By Dipo Olowookere
The N3.1 billion subsidy fraud case instituted against Eterna Plc; Managing Director of the firm, Mr Mahmud Tukur; Abdullahi Alao; Ochonoghor Alex; and Axenergy by the Economic and Financial Crimes Commission (EFCC), has been dropped.
Counsel to the EFCC informed Justice H. O Oshodi of the Lagos State High Court sitting in Ikeja on Friday, February 14, 2020, that having reviewed the facts of the case, it will be extremely impossible to further lead evidence in the matter against Eterna and Mr Tukur.

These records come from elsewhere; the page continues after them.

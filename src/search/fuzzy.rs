use levenshtein_automata::{Distance, LevenshteinAutomatonBuilder, DFA};
use serde::{Deserialize, Serialize};

/// Fallback matcher over the set of distinct normalized headwords, invoked
/// only when both prefix search and full-text search come up empty.
///
/// Reference semantics is Damerau-Levenshtein distance within a fixed
/// budget. Matching uses a Levenshtein DFA built per query and scanned over
/// the headword set; the only prefilter is a character-count window, which
/// cannot exclude a candidate within the budget (one edit changes the
/// character count by at most one).
#[derive(Debug, Clone, Default, Serialize, Deserialize)]
pub struct FuzzyIndex {
    /// Distinct normalized headwords, sorted.
    keys: Vec<String>,
    max_distance: u8,
    transpositions: bool,
}

impl FuzzyIndex {
    pub fn build<'a, I>(keys: I, max_distance: u8, transpositions: bool) -> Self
    where
        I: Iterator<Item = &'a str>,
    {
        let mut keys: Vec<String> = keys.map(str::to_string).collect();
        keys.sort();
        keys.dedup();

        FuzzyIndex {
            keys,
            max_distance,
            transpositions,
        }
    }

    /// The `k` nearest headwords to `query`, ordered by ascending distance
    /// with alphabetical tie-breaks. Empty if nothing is within the budget.
    pub fn top_k(&self, query: &str, k: usize) -> Vec<(String, u8)> {
        if query.is_empty() || k == 0 {
            return Vec::new();
        }

        let dfa = self.automaton_for(query);
        let query_chars = query.chars().count();
        let budget = self.max_distance as usize;

        let mut hits: Vec<(String, u8)> = Vec::new();
        for key in &self.keys {
            if key.chars().count().abs_diff(query_chars) > budget {
                continue;
            }
            if let Some(d) = Self::distance(&dfa, key) {
                if d <= self.max_distance {
                    hits.push((key.clone(), d));
                }
            }
        }

        hits.sort_by(|a, b| a.1.cmp(&b.1).then_with(|| a.0.cmp(&b.0)));
        hits.truncate(k);
        hits
    }

    fn automaton_for(&self, query: &str) -> DFA {
        LevenshteinAutomatonBuilder::new(self.max_distance, self.transpositions).build_dfa(query)
    }

    fn distance(dfa: &DFA, candidate: &str) -> Option<u8> {
        let mut state = dfa.initial_state();
        for &byte in candidate.as_bytes() {
            state = dfa.transition(state, byte);
        }
        match dfa.distance(state) {
            Distance::Exact(d) => Some(d),
            Distance::AtLeast(_) => None,
        }
    }

    pub fn len(&self) -> usize {
        self.keys.len()
    }

    pub fn is_empty(&self) -> bool {
        self.keys.is_empty()
    }
}
use std::path::PathBuf;

#[derive(Debug, Clone)]
pub struct Config {
    pub source_path: PathBuf,
    pub cache_path: PathBuf,

    /// Result limits per lookup stage.
    pub max_prefix_results: usize,
    pub max_fulltext_results: usize,
    pub max_fuzzy_results: usize,

    /// Fuzzy matching budget.
    pub max_edit_distance: u8,
    pub fuzzy_transpositions: bool,
}

impl Default for Config {
    fn default() -> Self {
        Config {
            source_path: PathBuf::from("./dictionary.txt"),
            cache_path: PathBuf::from("./dictionary.idx"),

            max_prefix_results: 25,
            max_fulltext_results: 6,
            max_fuzzy_results: 8,

            max_edit_distance: 2,
            fuzzy_transpositions: true,
        }
    }
}
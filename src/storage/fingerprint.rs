use serde::{Deserialize, Serialize};
use std::fmt;

/// Content fingerprint of the source text: byte length plus CRC32.
/// Used to decide whether a persisted index still matches the text it was
/// built from.
#[derive(Debug, Clone, Copy, PartialEq, Eq, Serialize, Deserialize)]
pub struct Fingerprint {
    pub len: u64,
    pub crc32: u32,
}

impl Fingerprint {
    pub fn of_bytes(bytes: &[u8]) -> Self {
        let mut hasher = crc32fast::Hasher::new();
        hasher.update(bytes);
        Fingerprint {
            len: bytes.len() as u64,
            crc32: hasher.finalize(),
        }
    }
}

impl fmt::Display for Fingerprint {
    fn fmt(&self, f: &mut fmt::Formatter) -> fmt::Result {
        write!(f, "{} bytes, crc32 {:08x}", self.len, self.crc32)
    }
}
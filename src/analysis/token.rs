use serde::{Deserialize, Serialize};

/// A single normalized word token cut from an entry body. Occurrence
/// counting is positional-order-free, so tokens carry only their text.
#[derive(Debug, Clone, PartialEq, Eq, Serialize, Deserialize)]
pub struct Token {
    pub text: String,
}

impl Token {
    pub fn new(text: String) -> Self {
        Token { text }
    }
}
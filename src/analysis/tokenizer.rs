use crate::analysis::normalize::fold;
use crate::analysis::token::Token;
use unicode_segmentation::UnicodeSegmentation;

pub trait Tokenizer: Send + Sync {
    fn tokenize(&self, text: &str) -> Vec<Token>;

    fn name(&self) -> &str;

    fn clone_box(&self) -> Box<dyn Tokenizer>;
}

/// Tokenizer for dictionary entry bodies: folds diacritics and case, then
/// emits maximal runs of alphabetic characters. Repetition is preserved so
/// occurrence counts can be computed downstream. Digits-only runs and
/// punctuation are not tokens; single-letter tokens are legal (single-letter
/// Latin words exist) and no stop words are removed.
#[derive(Clone)]
pub struct LatinTokenizer {
    pub max_token_length: usize,
}

impl Default for LatinTokenizer {
    fn default() -> Self {
        LatinTokenizer {
            max_token_length: 255,
        }
    }
}

impl Tokenizer for LatinTokenizer {
    fn tokenize(&self, text: &str) -> Vec<Token> {
        let folded = fold(text);
        let mut tokens = Vec::new();

        for word in folded.unicode_words() {
            // unicode_words keeps digits; tokens are alphabetic runs only
            for run in word.split(|c: char| !c.is_alphabetic()) {
                if run.is_empty() || run.len() > self.max_token_length {
                    continue;
                }
                tokens.push(Token::new(run.to_string()));
            }
        }

        tokens
    }

    fn name(&self) -> &str {
        "latin"
    }

    fn clone_box(&self) -> Box<dyn Tokenizer> {
        Box::new(self.clone())
    }
}
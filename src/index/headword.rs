use fst::{IntoStreamer, Map, MapBuilder, Streamer};
use serde::{Deserialize, Serialize};
use std::collections::BTreeMap;

use crate::core::error::Result;
use crate::core::types::EntryId;

/// Ordered index from normalized headword to entry ids, with an FST over
/// the key set for prefix streaming.
///
/// Duplicate normalized headwords (homographs) keep all their ids, in
/// source order. Only the map is persisted; the FST is derived and must be
/// rebuilt with [`HeadwordIndex::build_fst`] after deserialization.
#[derive(Default, Serialize, Deserialize)]
pub struct HeadwordIndex {
    ids: BTreeMap<String, Vec<EntryId>>,

    #[serde(skip)]
    fst: Map<Vec<u8>>,
}

impl HeadwordIndex {
    pub fn insert(&mut self, normalized_headword: String, id: EntryId) {
        self.ids.entry(normalized_headword).or_default().push(id);
    }

    /// Build the FST from the current key set. FST input must be sorted;
    /// the BTreeMap already iterates in key order.
    pub fn build_fst(&mut self) -> Result<()> {
        let mut builder = MapBuilder::memory();

        for (key, ids) in &self.ids {
            builder.insert(key.as_bytes(), ids[0].0 as u64)?;
        }

        self.fst = builder.into_map();
        Ok(())
    }

    /// All distinct keys with the given prefix, in alphabetical order,
    /// at most `max_keys` of them.
    pub fn search_prefix(&self, prefix: &str, max_keys: usize) -> Vec<String> {
        let mut results = Vec::new();
        let prefix_bytes = prefix.as_bytes();

        let mut stream = self.fst.range().ge(prefix_bytes).into_stream();

        while let Some((key_bytes, _)) = stream.next() {
            if !key_bytes.starts_with(prefix_bytes) {
                break;
            }
            if let Ok(key) = String::from_utf8(key_bytes.to_vec()) {
                results.push(key);
            }
            if results.len() >= max_keys {
                break;
            }
        }

        results
    }

    pub fn ids(&self, normalized_headword: &str) -> Option<&[EntryId]> {
        self.ids.get(normalized_headword).map(|v| v.as_slice())
    }

    /// Distinct normalized headwords, in alphabetical order.
    pub fn keys(&self) -> impl Iterator<Item = &str> {
        self.ids.keys().map(|k| k.as_str())
    }

    pub fn len(&self) -> usize {
        self.ids.len()
    }

    pub fn is_empty(&self) -> bool {
        self.ids.is_empty()
    }
}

In December 2015, the EFCC had arraigned the defendants before Justice Lawal Akapo for allegedly diverting the money obtained from the federal government for the purpose of importing Premium Motor Spirit (PMS), otherwise known as petrol. They were also accused of forging 30 documents to defraud government in fuel subsidy.
In November 2017, during hearing before Justice Oshodi, Eterna and others claimed they imported and discharged PMS sometime in September, 2011 at a tank farm in Lagos, First Deep Water Discovery Limited, for which they were paid the sum of N626 million subsidy.
They also said they received the sum of N595 million from the government after claiming to have imported and discharged PMS at the same tank farm in Lagos sometime in October, 2011.
However, the witness, in his testimony, told the court how the accused, without any fuel importation, allegedly forged over 30 documents and submitted same to the Petroleum Products Pricing Regulatory Agency (PPPRA) to obtain the subsidy for importation of PMS in 2011.
Led in evidence by the prosecution counsel, the witness said: “The owner of the vessel, MT Deepwater EX MT Valle Di Castiglia, and the claimed tank farm of discharge, First Deep Water Discovery Limited, denied the usage of their vessel for the transaction and also confirmed forgery of documents submitted by Eterna to PPPRA.
“The EFCC had access to Lloyds List Intelligence and search conducted for the movement of MT Valle Di Castiglia revealed that the vessel was at the Republic of Turkey all through the period that Eternal claimed to have taken PMS from it with MT Deepwater. So, how can a vessel that was in Turkey give products to another vessel in offshore Cotonou?”
Giving further evidence on both MT Fulmar Ex MT Emirates Star and MT Panther EX MT Emirates Star, the witness said the modus operandi employed by the defendants to defraud the government was alteration of bills of loading dates resulting in higher costs of importation.
He said: “The claimed MT Emirates has a bill of lading dated 28 April, 2011 which gave Eterna a loading cost of about N151.
“However, investigation revealed that the actual mother vessel for the transaction is MT GonHild Kirk, which had a bill of loading with the date of April 3, 2011, with landing cost of about N141.
“The government, acting on forged importation documents indicating MT Emirates Star, paid Eternal about N3.3 billion instead of N2.9 billion. Thus, Eterna was overpaid about N300,000,000.”
He added that search on LLyods Intelligence on Emirates Star indicated that the vessel sailed out of Doven Strait, United Kingdom and arrived New York, USA within the period that the Eterna documents claimed that the vessel was discharging its products into MT Fuliman and MT Panthern.
But in a notice to the Nigerian Stock Exchange (NSE) this week, Eterna confirmed that this case has been struck out by the court after the prosecuting team stopped pushing the matter.
“Eterna Plc is pleased to announce that the criminal case instituted in 2012 by the Economic and Financial Crimes Commission (EFCC) against Eterna Plc, Mahmud Tukur and several other persons has been struck out,” the disclosure said.